Spruzza: The On-Board Bicycle Cooling System

In fact I think I'll start a thread.


----------



## Kerry Irons (Feb 25, 2002)

QuattroCreep said:


> The company I work for likes to give out gift packages to the employees a couple of times a year. Normally a winter and summer "Gift Bag". One item they were looking to include this summer is a cooling towel. Since I commute by bike regularly I was given one to test out to see if they "really worked".
> 
> I have been using it now for a little over a week and I am pretty happy with the results. (last week was the first hot week of the summer by me) It is about the size of a bathroom hand towel. Before the ride I wet the towel, wrap it loosely around my neck, and tuck the ends into the front of my jersey. I have noticed I sweat less and feel more comfortable on my commutes. I have tried taking it on and off during the same commute to compare it in like conditions on the same day. From my unscientific testing it does appear to work. I would not use it on a fast pace training ride but it is a nice addition to my commuting gear for the summer.
> 
> ...


Roughly the same (I would guess) as wearing a skull cap or bike cap and keeping it wet. Not thinking about wet clothing, but when we get really hot weather we spray each other (and ourselves) with water to aid in the cooling process. We don't experience the need for special "tools" to do this. As a way to keep cooler around town it might have value but I would ask the same question as JCavilia: doesn't your shirt get wet from the towel?


----------



## QuattroCreep (Nov 30, 2009)

While on a training ride I also just squirt some water in my helmet or down my back to cool off never really had a problem with doing that.

The towel is similar feeling to one of those shammy towels for drying cars. When dry it is stiff and softens as it gets wet, similar to a kitchen sponge. Not the same material as a cycling headband or skull cap. According to the marketing material that came with the towel, one side has a texture to increase the surface area and evaporative effect to aid in cooling. I only get the towel damp not dripping wet. It seems to do a good job of holding the water in the towel, again similar to a sponge.


----------



## tednugent (Apr 26, 2010)

companies make these "wraps" that have the Polyacrylamide polymer crystals.

The crystals can absorb 400 times their weight of liquid.

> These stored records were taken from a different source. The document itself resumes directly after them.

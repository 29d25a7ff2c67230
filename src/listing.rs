//! Discovery of container files in the input directory.

use mkvstrip_av::{Error, Result};
use std::path::{Path, PathBuf};

/// List regular files in `dir` (no recursion) whose extension matches
/// `extension`, ignoring ASCII case and a leading dot. Sorted by file name.
///
/// # Errors
///
/// Returns [`Error::ListingFailure`] if the directory cannot be read.
/// Individual unreadable entries are logged and skipped.
pub fn list_media_files(dir: &Path, extension: &str) -> Result<Vec<PathBuf>> {
    let extension = extension.trim_start_matches('.');
    let listing_failure = |source| Error::ListingFailure {
        path: dir.to_path_buf(),
        source,
    };

    tracing::info!("Processing {}", dir.display());

    let mut files = Vec::new();
    for entry in std::fs::read_dir(dir).map_err(listing_failure)? {
        let entry = match entry {
            Ok(entry) => entry,
            Err(e) => {
                tracing::warn!("Skipping unreadable entry in {}: {}", dir.display(), e);
                continue;
            }
        };

        let path = entry.path();
        if path.is_file() && has_extension(&path, extension) {
            files.push(path);
        }
    }

    files.sort_by(|a, b| a.file_name().cmp(&b.file_name()));
    tracing::debug!("Found {} candidate files", files.len());
    Ok(files)
}

fn has_extension(path: &Path, extension: &str) -> bool {
    path.extension()
        .and_then(|ext| ext.to_str())
        .is_some_and(|ext| ext.eq_ignore_ascii_case(extension))
}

same stuff found in diapers also


----------



## happypuppy (May 21, 2014)

I use one as well. Labeled as a sport towel wring them out and place them on your neck tucked into Jersey. Helps prevent great stroke and feels good


----------



## burgrat (Nov 18, 2005)

tednugent said:


> companies make these "wraps" that have the Polyacrylamide polymer crystals.
> 
> The crystals can absorb 400 times their weight of liquid.
> 
> same stuff found in diapers also


Like one of these? 

Kafka's Kool Tie at REI.com

I've been thinking about getting one of these for hiking and trying it on a ride. Anyone here ever use one while cycling?


----------